I’m not quite sure how to review Alexander Payne‘s Nebraska. It’s not because it is a difficult or experimental film, on the contrary, it is a very straightforward and simple narrative. It did, however, impact me in a very personal way. It is far from being a perfect film, and I can see some of the problems its detractors might point out, but I think it is a masterfully constructed film that packs an emotional punch as strong as strong as Payne’s best films.
When Alexander Payne rose to prominence, he was known for his cynical and dark humor. The film that brought him fame, Election, is also his darkest. As his career has gone on, though, he has become a much warmer and sentimental director. He has retain the edge and darkness of his humor, but in recent years, he has tried to make more humanistic films. This was clear in his last movie, The Descendants, which I found to be kind of a disaster. It seemed to me like the director wasn’t comfortable with the director he was becoming. In Nebraska, however, he seems to have found, for the most part, a perfect balance between genuine emotion and cynical humor.

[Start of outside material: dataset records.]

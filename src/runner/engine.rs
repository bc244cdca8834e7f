// Copyright (c) 2018-2025  Brendan Molloy <brendan@bbqsrc.net>,
//                          Ilya Solovyiov <ilya.solovyiov@gmail.com>,
//                          Kai Ren <tyranron@gmail.com>
//
// Licensed under the Apache License, Version 2.0 <LICENSE-APACHE or
// http://www.apache.org/licenses/LICENSE-2.0> or the MIT license
// <LICENSE-MIT or http://opensource.org/licenses/MIT>, at your
// option. This file may not be copied, modified, or distributed
// except according to those terms.

//! Scenario state machine walking a [`Program`].

use std::{
    any::Any,
    mem,
    panic::{self, AssertUnwindSafe},
    time::Instant,
};

use super::Options;
use crate::{
    event::{Event, StepFailure, StepStatus},
    feature::{BoundStep, MarkerKind, Node, Program},
    param::{Isolation, Reporter, Scope},
    step::Collection,
    writer::{Summary, Writer},
};

/// Executor of a [`Program`], sending [`Event`]s to a [`Writer`].
///
/// Every scenario gets a fresh context from the factory passed to
/// [`Engine::run()`] and runs the background against it first. A failed step
/// stops its scenario (the remaining steps are skipped), never the run.
pub struct Engine<'s, 'w, W, Wr: ?Sized> {
    steps: &'s Collection<W>,
    writer: &'w mut Wr,
    options: Options,
}

/// State of the scenario currently being executed.
enum State<'p, W> {
    /// No scenario started yet, or the last one finished.
    AwaitingScenario,

    /// Scenario filtered out by its name, its steps are ignored.
    Filtered,

    /// Scenario is running.
    InScenario(Scenario<'p, W>),
}

struct Scenario<'p, W> {
    name: &'p str,
    isolation: Isolation<W>,
    failed: bool,
    started: Instant,
    _span: tracing::span::EnteredSpan,
}

impl<'s, 'w, W, Wr: Writer + ?Sized> Engine<'s, 'w, W, Wr> {
    /// Creates a new [`Engine`] running handlers of the `steps` and reporting
    /// to the `writer`.
    pub fn new(steps: &'s Collection<W>, writer: &'w mut Wr) -> Self {
        Self { steps, writer, options: Options::default() }
    }

    /// Applies the given [`Options`].
    #[must_use]
    pub fn with_options(mut self, options: Options) -> Self {
        self.options = options;
        self
    }

    /// Runs the `program`, creating a context with the `factory` for every
    /// scenario.
    ///
    /// Steps appearing before any scenario run inside of an unnamed one,
    /// without the background.
    pub fn run(
        &mut self,
        program: &Program,
        factory: impl Fn() -> W,
    ) -> Summary {
        let mut summary = Summary { features: 1, ..Summary::default() };
        self.writer.handle_event(&Event::Started(program));

        let mut state = State::AwaitingScenario;
        for node in &program.nodes {
            match node {
                // Steps of a background are moved out by the parser.
                Node::Marker(m) if m.kind == MarkerKind::Background => {}
                Node::Marker(m) => {
                    let prev =
                        mem::replace(&mut state, State::AwaitingScenario);
                    if self.finish(prev, &mut summary) && self.options.fail_fast
                    {
                        tracing::debug!("stopping after failed scenario");
                        return summary;
                    }
                    state = self.start(&m.name, &factory);
                    if let State::InScenario(sc) = &mut state {
                        self.background(sc, program, &mut summary);
                    }
                }
                Node::Step(step) => {
                    if matches!(state, State::AwaitingScenario) {
                        state = self.start("", &factory);
                    }
                    if let State::InScenario(sc) = &mut state {
                        self.step(sc, step, false, &mut summary);
                    }
                }
            }
        }
        _ = self.finish(state, &mut summary);
        summary
    }

    fn start<'p>(
        &mut self,
        name: &'p str,
        factory: &impl Fn() -> W,
    ) -> State<'p, W> {
        if let Some(re) = &self.options.name_filter {
            if !re.is_match(name) {
                tracing::trace!(name, "scenario filtered out");
                return State::Filtered;
            }
        }

        let span = tracing::info_span!("scenario", name).entered();
        tracing::debug!("scenario started");
        self.writer.handle_event(&Event::ScenarioStarted(name));
        State::InScenario(Scenario {
            name,
            isolation: Isolation::new(factory()),
            failed: false,
            started: Instant::now(),
            _span: span,
        })
    }

    fn background(
        &mut self,
        scenario: &mut Scenario<'_, W>,
        program: &Program,
        summary: &mut Summary,
    ) {
        for step in program.background.iter().flat_map(|bg| &bg.steps) {
            self.step(scenario, step, true, summary);
        }
    }

    /// Finishes the scenario in the given `state`, returning whether it
    /// failed.
    fn finish(&mut self, state: State<'_, W>, summary: &mut Summary) -> bool {
        let State::InScenario(scenario) = state else {
            return false;
        };
        if scenario.failed {
            summary.scenarios.failed += 1;
        } else {
            summary.scenarios.passed += 1;
        }
        let elapsed = scenario.started.elapsed();
        tracing::debug!(
            passed = !scenario.failed,
            elapsed = %humantime::format_duration(elapsed),
            "scenario finished",
        );
        self.writer.handle_event(&Event::ScenarioFinished {
            name: scenario.name,
            passed: !scenario.failed,
            elapsed,
        });
        scenario.failed
    }

    fn step(
        &mut self,
        scenario: &mut Scenario<'_, W>,
        step: &BoundStep,
        background: bool,
        summary: &mut Summary,
    ) {
        if scenario.failed {
            summary.steps.skipped += 1;
            self.writer.handle_event(&Event::Step {
                step,
                background,
                status: StepStatus::Skipped,
                logs: &[],
            });
            return;
        }

        let reporter = Reporter::default();
        let outcome = self.invoke(&scenario.isolation, &reporter, step);
        let (logs, errors) = reporter.take();
        let failure = match outcome {
            Err(e) => Some(e),
            Ok(()) if !errors.is_empty() => Some(StepFailure::Reported(errors)),
            Ok(()) => None,
        };

        let status = if let Some(e) = &failure {
            tracing::debug!(step = step.text(), error = %e, "step failed");
            scenario.failed = true;
            summary.steps.failed += 1;
            StepStatus::Failed(e)
        } else {
            tracing::trace!(step = step.text(), "step passed");
            summary.steps.passed += 1;
            StepStatus::Passed
        };
        self.writer.handle_event(&Event::Step {
            step,
            background,
            status,
            logs: &logs,
        });
    }

    /// Binds the arguments of the `step` and calls its handler, catching
    /// panics.
    fn invoke(
        &self,
        isolation: &Isolation<W>,
        reporter: &Reporter,
        step: &BoundStep,
    ) -> Result<(), StepFailure> {
        let Some(handler) = self.steps.handler(step.matched.handler) else {
            return Err(StepFailure::Failed(format!(
                "no handler registered for `{}`",
                step.matched.pattern,
            )));
        };
        let scope = Scope::new(isolation, reporter, step.text());

        match panic::catch_unwind(AssertUnwindSafe(|| {
            handler.invoke(&scope, &step.args)
        })) {
            Ok(Ok(Ok(()))) => Ok(()),
            Ok(Ok(Err(msg))) => Err(StepFailure::Failed(msg)),
            Ok(Err(e)) => Err(StepFailure::Bind(e)),
            Err(payload) => Err(StepFailure::Panicked(coerce_error(&*payload))),
        }
    }
}

/// Coerces the given panic payload into a [`String`].
fn coerce_error(err: &(dyn Any + Send + 'static)) -> String {
    if let Some(string) = err.downcast_ref::<String>() {
        string.clone()
    } else if let Some(&string) = err.downcast_ref::<&str>() {
        string.to_owned()
    } else {
        "(Could not resolve panic payload)".to_owned()
    }
}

The film focuses on the relationship of David (Will Forte) and his senile father Woody (Bruce Dern). Woody has received a letter in the mail that says he has won a million dollars. Despite his family trying to convince him that the letter is nothing but a scam, Woody is determined to make his way to Lincoln, Nebraska, to claim his prize. A series of circumstances, including the desire to put this whole thing to rest, then, make David agree to drive his father all the way to claim his prize. The most important plot development in the film -and this isn’t really a spoiler- is that David and his dad have to stop for a few days in Hawthorne, the small town where Woody grew up.
Once in Hawthorne, the movie reveals what it really is about. We have seen movies about sons reconnecting with his fathers before, but Nebraska does this in what I can only describe as a beautiful way. This small town is a place where time doesn’t seem to go by, where David can discover who his parents are. The idea of realizing your parents are human is nothing new, but Payne, along with screenwriter Bob Nelson, turns this journey into a true emotional epic. This is obviously a story about family, but also about people finding who they are and relating and connecting to each other in the most minimal ways. It is about the journey and about the goal, and it all comes together in a fantastic final sequence.
Some detractors to the film have said Payne is unsympathetic to the “simple” lifestyle of his midwestern characters. It’s true that some of them can feel like sketchy cartoons at times, but I think that actually works in the film’s favor this time. It’s important to note that most of these characters are the inhabitants of Hawthorne. I think it’s essential to the film that this place seems like a Twilight Zone-like ghost town, through which David has to dig in order to find the roots of who his parents (and his dad in particular) used to be and are and how that has and will affect the way he is leading his life.
Some of the more cartoony elements don’t always work. There is a scene at a cemetery that I think is hugely important to the film’s themes, but also ends with a gag that really didn’t work for me. For the most part, though, the movie is very funny and very effective in delivering its message. Most importantly, though, it is very effective in making the audience feel. The final moments of Nebraska might feel a little expected from the start, but after all that we’ve seen, they feel genuinely earned. The very last shot of the film, is brilliant.